Everyone stopped fighting long enough to see that nothing was happening. "Hey! Nothing's happening!" Cobra Commander screamed. "What a gyp!"
"I told you I never tried it before!" Mindbender snapped.
"All right! Let's get Hawk and…" Duke began when he was grabbed from behind. Several huge Cobra Troops had grabbed the Joes from behind holding them captive.
"Amazing what a little python DNA injected into some unsuspecting civilians will do," Cobra Commander grinned.
"Civilians? Is that what you've been doing to the people you've kidnapped?" Jinx struggled.
"Give the lady a prize!" Cobra Commander grinned. "With our venomization process Cobra can create armies all over the world! As soon as we get all the bugs out!"
"BZZZT! Time for Wheel of Fortune…" Overkill stumbled around sparking.
"Speaking of which…"Mindbender grumbled. "Overkill! Must have gotten hit with a stray bullet or something. I swear if it isn't one thing it's…"
"WHEEL OF FORTUNE! BZZZT!" Overkill got a little too close to Hawk's chamber and short-circuited. The electricity it emitted energized Hawk's chamber.
"AGGGHH!" Hawk screamed in agony. His uniform started to bulge and tear as his body began to change.
"Whoops," Cobra Commander gulped. "What's going on?"
"Apparently Hawk's chamber is being magnetized due to Overkill overloading," Destro said. "A super charged magnetic conduction field is increasing the power of the Fangblade."
"Come again?" Cobra Commander asked.
"Electricity plus DNA altering gas equals new super soldier," Destro told him.
"Oh is that all?" Cobra Commander said. "I knew that."
"AAHHHHHH!" Hawk screamed as he was transformed into a huge being with light purple skin, rippling muscles, sharp claws and long brown hair.

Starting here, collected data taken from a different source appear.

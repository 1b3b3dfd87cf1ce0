use super::{
	Master,
	ReadResult,
	TransferOutcome,
	WriteResult,
};
use crate::error::ConfigError;
use crate::port::{
	LineConfig,
	Lines,
	Port,
	PullupStatus,
	Timer,
	Wiring,
};
use crate::timing::BusTiming;

// the address is shifted into the upper 7 bits of the first byte
fn valid_address(device_addr: u8) -> bool {
	if device_addr > 0x7f {
		warn!("refusing transfer to 0x{:02x}: not a 7-bit address", device_addr);
		return false;
	}
	true
}

/// 10ms at the reference timer rate.
pub const DEFAULT_STRETCH_TIMEOUT_TICKS: u32 = 1_000_000;

#[derive(Clone, Copy, PartialEq, Eq, Debug)]
pub struct MasterConfig {
	pub kbits_per_second: u32,
	pub scl: LineConfig,
	pub sda: LineConfig,
	/// upper bound for a slave holding SCL low
	pub stretch_timeout_ticks: u32,
}

impl Default for MasterConfig {
	fn default() -> Self {
		MasterConfig {
			kbits_per_second: 100,
			scl: LineConfig::bit(0),
			sda: LineConfig::bit(1),
			stretch_timeout_ticks: DEFAULT_STRETCH_TIMEOUT_TICKS,
		}
	}
}

// reasons to abandon a transaction half-way
#[derive(Clone, Copy, PartialEq, Eq, Debug)]
enum Abort {
	BusBusy,
	ArbitrationLost,
	StretchTimeout,
}

pub struct MasterContext<P: Port, T: Timer> {
	lines: Lines<P>,
	timer: T,
	timing: BusTiming,
	stretch_timeout: u32,
	// previous transaction ended without STOP; we still own the bus
	bus_held: bool,
	// tick of the last SCL falling edge we generated
	fall_time: u32,
}

impl<P: Port, T: Timer> MasterContext<P, T> {
	pub fn new(wiring: Wiring<P>, mut timer: T, config: MasterConfig) -> Result<Self, ConfigError> {
		let timing = BusTiming::new(config.kbits_per_second)?;
		let lines = Lines::new(wiring, config.scl, config.sda)?;
		let fall_time = timer.now();
		debug!("I2C master at {} kbit/s: {:?}", config.kbits_per_second, timing);

		Ok(MasterContext {
			lines,
			timer,
			timing,
			stretch_timeout: config.stretch_timeout_ticks,
			bus_held: false,
			fall_time,
		})
	}

	pub fn timing(&self) -> &BusTiming {
		&self.timing
	}

	pub fn is_bus_held(&self) -> bool {
		self.bus_held
	}

	/// Diagnostic meant to run right after construction; ends a held
	/// transaction first.
	pub fn check_pullups(&mut self) -> PullupStatus {
		if self.bus_held {
			self.send_stop();
		}
		self.lines.check_pullups(&mut self.timer)
	}

	/// Release the lines and hand back the ports and timer. A held bus is
	/// closed with a STOP first.
	pub fn shutdown(mut self) -> (Wiring<P>, T) {
		if self.bus_held {
			self.send_stop();
		}
		debug!("I2C master shut down");
		(self.lines.into_wiring(), self.timer)
	}

	// wait until `ticks` passed since `since`
	fn wait_since(&mut self, since: u32, ticks: u32) {
		let elapsed = self.timer.now().wrapping_sub(since);
		if elapsed < ticks {
			self.timer.delay(ticks - elapsed);
		}
	}

	// release SCL and wait for it to actually rise (the slave may stretch)
	fn release_scl(&mut self) -> Result<u32, Abort> {
		self.lines.release_scl();
		match self.lines.wait_scl_high(&mut self.timer, self.stretch_timeout) {
			Some(rise) => Ok(rise),
			None => Err(Abort::StretchTimeout),
		}
	}

	// one SCL pulse with SDA released (`true`) or driven low; returns SDA as
	// sampled at the end of the high period
	fn clock_bit(&mut self, bit: bool) -> Result<bool, Abort> {
		self.lines.set_sda(bit);
		let fall = self.fall_time;
		let low = self.timing.low_period;
		self.wait_since(fall, low);
		let rise = self.release_scl()?;
		let high = self.timing.high_period;
		self.wait_since(rise, high);
		let sda = self.lines.sample_sda();
		self.lines.drive_scl_low();
		self.fall_time = self.timer.now();
		Ok(sda)
	}

	fn start(&mut self) -> Result<(), Abort> {
		if self.bus_held {
			// repeated START: bring both lines up first
			self.lines.release_sda();
			let fall = self.fall_time;
			let low = self.timing.low_period;
			self.wait_since(fall, low);
			let rise = self.release_scl()?;
			let setup = self.timing.restart_setup;
			self.wait_since(rise, setup);
			if !self.lines.sample_sda() {
				return Err(Abort::ArbitrationLost);
			}
		} else {
			let (scl, sda) = self.lines.sample();
			if !scl || !sda {
				return Err(Abort::BusBusy);
			}
		}

		self.lines.drive_sda_low();
		let hold = self.timing.start_hold;
		self.timer.delay(hold);
		self.lines.drive_scl_low();
		self.fall_time = self.timer.now();
		self.bus_held = true;
		Ok(())
	}

	fn stop(&mut self) -> Result<(), Abort> {
		self.lines.drive_sda_low();
		let fall = self.fall_time;
		let low = self.timing.low_period;
		self.wait_since(fall, low);
		let rise = self.release_scl()?;
		let setup = self.timing.stop_setup;
		self.wait_since(rise, setup);
		self.lines.release_sda();
		self.bus_held = false;
		let free = self.timing.bus_free();
		self.timer.delay(free);
		Ok(())
	}

	// MSB first, then sample the ACK bit
	fn send_byte(&mut self, byte: u8) -> Result<bool, Abort> {
		for bit in (0..8).rev() {
			let high = 0 != byte & (1 << bit);
			let seen = self.clock_bit(high)?;
			if high && !seen {
				return Err(Abort::ArbitrationLost);
			}
		}
		let nack = self.clock_bit(true)?;
		trace!("sent 0x{:02x}: {}", byte, if nack { "NACK" } else { "ACK" });
		Ok(!nack)
	}

	fn receive_byte(&mut self, ack: bool) -> Result<u8, Abort> {
		let mut byte = 0u8;
		for _ in 0..8 {
			let bit = self.clock_bit(true)?;
			byte = (byte << 1) | bit as u8;
		}
		// driving SDA low acknowledges; leaving it released asks the slave to stop
		self.clock_bit(!ack)?;
		trace!("received 0x{:02x}, {}", byte, if ack { "ACK" } else { "NACK" });
		Ok(byte)
	}

	fn finish(&mut self, acked: bool, send_stop: bool) -> TransferOutcome {
		if send_stop {
			if let Err(abort) = self.stop() {
				return self.abandon(abort);
			}
		}
		if acked {
			TransferOutcome::Acked
		} else {
			TransferOutcome::Nacked
		}
	}

	// leave the bus in a safe released state
	fn abandon(&mut self, abort: Abort) -> TransferOutcome {
		self.lines.release_both();
		self.bus_held = false;
		match abort {
			Abort::BusBusy => {
				debug!("bus busy, transaction not started");
				TransferOutcome::NotStarted
			},
			Abort::ArbitrationLost => {
				warn!("arbitration lost, releasing bus");
				TransferOutcome::NotStarted
			},
			Abort::StretchTimeout => {
				warn!("SCL held low for more than {} ticks, abandoning transaction", self.stretch_timeout);
				TransferOutcome::Nacked
			},
		}
	}

	fn write_inner(&mut self, device_addr: u8, buf: &[u8], sent: &mut usize) -> Result<bool, Abort> {
		self.start()?;
		if !self.send_byte(device_addr << 1)? {
			debug!("write: address 0x{:02x} not acknowledged", device_addr);
			return Ok(false);
		}
		for byte in buf {
			if !self.send_byte(*byte)? {
				debug!("write: 0x{:02x} NACKed data byte {}", device_addr, *sent);
				return Ok(false);
			}
			*sent += 1;
		}
		Ok(true)
	}

	fn read_inner(&mut self, device_addr: u8, buf: &mut [u8], received: &mut usize) -> Result<bool, Abort> {
		self.start()?;
		if !self.send_byte((device_addr << 1) | 1)? {
			debug!("read: address 0x{:02x} not acknowledged", device_addr);
			return Ok(false);
		}
		let last = buf.len() - 1;
		for (i, slot) in buf.iter_mut().enumerate() {
			*slot = self.receive_byte(i != last)?;
			*received += 1;
		}
		Ok(true)
	}

	/// Write `buf` to `device_addr`. An address above 0x7f is refused without
	/// bus activity.
	pub fn write(&mut self, device_addr: u8, buf: &[u8], send_stop: bool) -> WriteResult {
		if !valid_address(device_addr) {
			return WriteResult {
				outcome: TransferOutcome::NotStarted,
				bytes_sent: 0,
			};
		}
		let mut bytes_sent = 0;
		let outcome = match self.write_inner(device_addr, buf, &mut bytes_sent) {
			Ok(acked) => self.finish(acked, send_stop),
			Err(abort) => self.abandon(abort),
		};
		debug!("write 0x{:02x}: {:?}, {}/{} bytes", device_addr, outcome, bytes_sent, buf.len());
		WriteResult {
			outcome,
			bytes_sent,
		}
	}

	/// Fill `buf` from `device_addr`; returns the outcome and the number of
	/// bytes clocked in. An empty `buf` or an address above 0x7f is refused
	/// without bus activity.
	pub fn read_into(&mut self, device_addr: u8, buf: &mut [u8], send_stop: bool) -> (TransferOutcome, usize) {
		if !valid_address(device_addr) {
			return (TransferOutcome::NotStarted, 0);
		}
		if buf.is_empty() {
			warn!("refusing zero-length read from 0x{:02x}", device_addr);
			return (TransferOutcome::NotStarted, 0);
		}
		let mut received = 0;
		let outcome = match self.read_inner(device_addr, buf, &mut received) {
			Ok(acked) => self.finish(acked, send_stop),
			Err(abort) => self.abandon(abort),
		};
		debug!("read 0x{:02x}: {:?}, {}/{} bytes", device_addr, outcome, received, buf.len());
		(outcome, received)
	}

	pub fn read(&mut self, device_addr: u8, len: usize, send_stop: bool) -> ReadResult {
		let mut data = vec![0u8; len];
		let (outcome, received) = self.read_into(device_addr, &mut data, send_stop);
		data.truncate(received);
		ReadResult {
			outcome,
			data,
		}
	}

	pub fn send_stop(&mut self) {
		if !self.bus_held {
			debug!("send_stop: bus not held");
			return;
		}
		if let Err(abort) = self.stop() {
			self.abandon(abort);
		}
	}
}

impl<P: Port, T: Timer> Master for MasterContext<P, T> {
	fn write(&mut self, device_addr: u8, buf: &[u8], send_stop: bool) -> WriteResult {
		MasterContext::write(self, device_addr, buf, send_stop)
	}

	fn read(&mut self, device_addr: u8, len: usize, send_stop: bool) -> ReadResult {
		MasterContext::read(self, device_addr, len, send_stop)
	}

	fn send_stop(&mut self) {
		MasterContext::send_stop(self)
	}

	fn is_bus_held(&self) -> bool {
		MasterContext::is_bus_held(self)
	}
}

He burst out of the chamber with his bare chest showing off his rippling muscles.
"So that's all you have to do to increase the venomization to its highest level," Mindbender stroked his chin. "Now we know. And knowing is…"
"HEY! THAT'S OUR LINE!" Bazooka snapped.
"Meet Cobra's newest general, Venomous Maximus!" Cobra Commander cackled.
"Venomous Maximus?" Destro winced. "Okay first thing in the morning I am calling an agency. You definitely need a new writer!"
"Hawk! Is that you?" Duke shouted.
"Yo! What the hell is dis?" The new creature said. "A freakin' museum? Whoa…Look at me…I got some pretty good pecs here."
"Uh…Why does he sound like Rocky?" Destro asked.
"Hawk is that you in there?" Duke cried out.
"No it's freaking Boy George," Venomous Maximus snapped. "Hey! What's a guy gotta do here to get a drink or something?"
"Whoa…" The Baroness blinked. "He's magnificent!"
"You ain't too bad yourself, Bright Eyes," Venomous Maximus gave her a cocky grin. He strutted up to her. "You're real easy on the eyes, bada bing!"
"Oh well thank you," The Baroness giggled. She placed a hand on his bare chest. "My you have such…lovely muscles."
"You like what you see?" Venomous Maximus flexed for her.
"Oh yeah…" The Baroness giggled like a drunken schoolgirl. "You're such a magnificent specimen Venomous Maximus."
"Hey why so formal? Call me Max!" He grinned.
"What the hell is wrong with him?" Destro asked.
"It must be a side effect of the venomization process," Mindbender said.
"No kidding!" Cobra Commander snapped. "Hey! You! Maximus! Remember me? Your lord and master here!"
"Hey yo! Cool it!" Maximus snapped. "I'm busy here! So uh Baroness right? You doin' anything tonight?"
"Yes she is!" Destro stormed over to them. "The lady is with me!"
"That is debatable!" The Baroness snapped. She cooed at Maximus. "What did you have in mind?"
"What the hell are you doing?" Destro snapped.
"Well since you're not interested in any commitments," The Baroness glared at him. "Perhaps we should start seeing other people!"
"WHAT?" Destro shouted.
"So uh, what time you want me to pick you up?" Maximus asked.
"Ex-cuse me!" Cobra Commander screamed. "Hello! Can we get back to the topic at hand here?"
"What is your problem?" Maximus snapped at Cobra Commander.
"They're my problem!" Cobra Commander pointed to the Joes held captive. "I want them eliminated!"
"Is that all?" Maximus looked at him. "No problem! Yo! You guys! Let 'em go! This is gonna be fun. I could use a workout."
"This is not good…" Jinx gulped as Maximus strode over to them with a very big grin on his face.